### Task item
Once every line in the data below has been checked for "repeat", give the number of lines that hold it, and only that.

### Exercise input
============
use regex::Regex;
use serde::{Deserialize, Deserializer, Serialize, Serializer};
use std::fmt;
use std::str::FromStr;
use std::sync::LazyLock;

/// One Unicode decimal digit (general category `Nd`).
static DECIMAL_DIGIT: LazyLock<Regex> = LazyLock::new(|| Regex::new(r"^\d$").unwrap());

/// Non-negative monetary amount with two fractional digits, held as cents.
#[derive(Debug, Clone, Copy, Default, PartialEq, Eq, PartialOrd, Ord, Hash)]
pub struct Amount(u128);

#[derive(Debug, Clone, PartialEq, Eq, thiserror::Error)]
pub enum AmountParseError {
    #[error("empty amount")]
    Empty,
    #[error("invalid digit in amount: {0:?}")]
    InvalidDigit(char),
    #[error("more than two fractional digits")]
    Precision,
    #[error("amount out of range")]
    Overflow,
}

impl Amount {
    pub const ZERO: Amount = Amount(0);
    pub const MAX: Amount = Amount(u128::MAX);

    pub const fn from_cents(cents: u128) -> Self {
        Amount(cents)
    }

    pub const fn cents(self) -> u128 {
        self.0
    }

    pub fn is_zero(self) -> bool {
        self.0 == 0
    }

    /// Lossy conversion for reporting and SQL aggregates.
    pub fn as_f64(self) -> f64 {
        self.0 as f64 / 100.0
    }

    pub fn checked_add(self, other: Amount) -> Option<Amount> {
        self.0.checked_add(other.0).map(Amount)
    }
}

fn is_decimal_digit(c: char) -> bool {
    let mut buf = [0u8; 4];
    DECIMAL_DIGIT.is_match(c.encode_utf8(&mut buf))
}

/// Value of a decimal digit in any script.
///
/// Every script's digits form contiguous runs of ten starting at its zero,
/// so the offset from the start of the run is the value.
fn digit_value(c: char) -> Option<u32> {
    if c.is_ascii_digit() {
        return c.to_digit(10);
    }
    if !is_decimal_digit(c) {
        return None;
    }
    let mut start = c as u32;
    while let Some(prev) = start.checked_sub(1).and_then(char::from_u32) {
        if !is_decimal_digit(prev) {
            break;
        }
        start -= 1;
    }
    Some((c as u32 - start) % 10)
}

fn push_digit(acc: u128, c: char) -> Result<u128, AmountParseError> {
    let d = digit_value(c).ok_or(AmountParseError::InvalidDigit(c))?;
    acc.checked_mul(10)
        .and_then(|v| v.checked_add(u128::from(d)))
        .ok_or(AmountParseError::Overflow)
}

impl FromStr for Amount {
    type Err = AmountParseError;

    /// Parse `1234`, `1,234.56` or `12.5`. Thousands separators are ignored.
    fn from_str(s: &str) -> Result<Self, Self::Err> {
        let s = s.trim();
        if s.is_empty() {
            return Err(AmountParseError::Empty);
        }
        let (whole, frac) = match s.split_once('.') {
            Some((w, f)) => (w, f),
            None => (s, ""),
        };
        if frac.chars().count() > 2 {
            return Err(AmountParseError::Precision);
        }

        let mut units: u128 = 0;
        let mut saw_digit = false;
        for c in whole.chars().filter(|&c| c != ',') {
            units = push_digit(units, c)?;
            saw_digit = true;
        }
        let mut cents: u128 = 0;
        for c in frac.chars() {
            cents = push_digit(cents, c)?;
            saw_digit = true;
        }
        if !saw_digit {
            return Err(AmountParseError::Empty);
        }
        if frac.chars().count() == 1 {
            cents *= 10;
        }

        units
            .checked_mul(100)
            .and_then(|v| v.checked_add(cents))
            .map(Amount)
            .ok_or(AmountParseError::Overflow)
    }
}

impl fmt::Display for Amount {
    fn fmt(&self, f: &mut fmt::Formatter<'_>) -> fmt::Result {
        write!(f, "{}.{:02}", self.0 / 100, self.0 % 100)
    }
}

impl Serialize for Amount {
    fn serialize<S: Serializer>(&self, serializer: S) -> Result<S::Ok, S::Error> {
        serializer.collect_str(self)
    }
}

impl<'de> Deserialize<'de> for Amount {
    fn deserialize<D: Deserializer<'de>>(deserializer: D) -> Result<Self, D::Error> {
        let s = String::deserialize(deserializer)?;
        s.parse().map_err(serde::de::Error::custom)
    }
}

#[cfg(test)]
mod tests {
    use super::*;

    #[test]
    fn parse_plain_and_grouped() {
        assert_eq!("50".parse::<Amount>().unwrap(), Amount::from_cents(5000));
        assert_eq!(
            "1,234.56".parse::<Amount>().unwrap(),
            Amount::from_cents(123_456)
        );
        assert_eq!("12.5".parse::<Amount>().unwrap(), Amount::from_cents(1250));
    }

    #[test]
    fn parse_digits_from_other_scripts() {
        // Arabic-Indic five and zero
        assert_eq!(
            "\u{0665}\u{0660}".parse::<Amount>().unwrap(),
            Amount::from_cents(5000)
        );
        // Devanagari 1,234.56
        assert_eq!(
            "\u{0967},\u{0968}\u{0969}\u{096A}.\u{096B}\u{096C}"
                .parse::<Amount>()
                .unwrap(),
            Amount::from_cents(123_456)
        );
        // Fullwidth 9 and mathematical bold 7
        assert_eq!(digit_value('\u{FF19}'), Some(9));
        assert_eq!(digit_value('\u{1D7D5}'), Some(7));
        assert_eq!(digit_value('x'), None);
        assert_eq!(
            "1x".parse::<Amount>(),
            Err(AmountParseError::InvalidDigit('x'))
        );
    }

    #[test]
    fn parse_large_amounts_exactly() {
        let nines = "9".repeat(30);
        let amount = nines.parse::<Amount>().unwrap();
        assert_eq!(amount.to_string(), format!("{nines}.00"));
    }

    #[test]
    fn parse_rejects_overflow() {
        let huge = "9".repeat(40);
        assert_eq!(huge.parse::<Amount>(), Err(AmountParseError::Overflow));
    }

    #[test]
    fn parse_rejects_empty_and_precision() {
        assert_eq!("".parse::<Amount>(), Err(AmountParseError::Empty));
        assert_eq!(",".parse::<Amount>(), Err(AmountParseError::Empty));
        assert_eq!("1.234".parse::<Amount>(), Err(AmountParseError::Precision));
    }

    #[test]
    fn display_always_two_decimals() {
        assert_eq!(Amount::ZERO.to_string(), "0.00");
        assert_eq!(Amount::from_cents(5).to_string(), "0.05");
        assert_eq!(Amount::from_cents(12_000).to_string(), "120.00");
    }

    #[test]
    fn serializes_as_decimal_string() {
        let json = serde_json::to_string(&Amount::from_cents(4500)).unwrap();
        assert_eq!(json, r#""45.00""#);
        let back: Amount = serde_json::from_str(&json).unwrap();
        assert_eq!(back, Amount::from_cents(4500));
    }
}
============
### Response area
2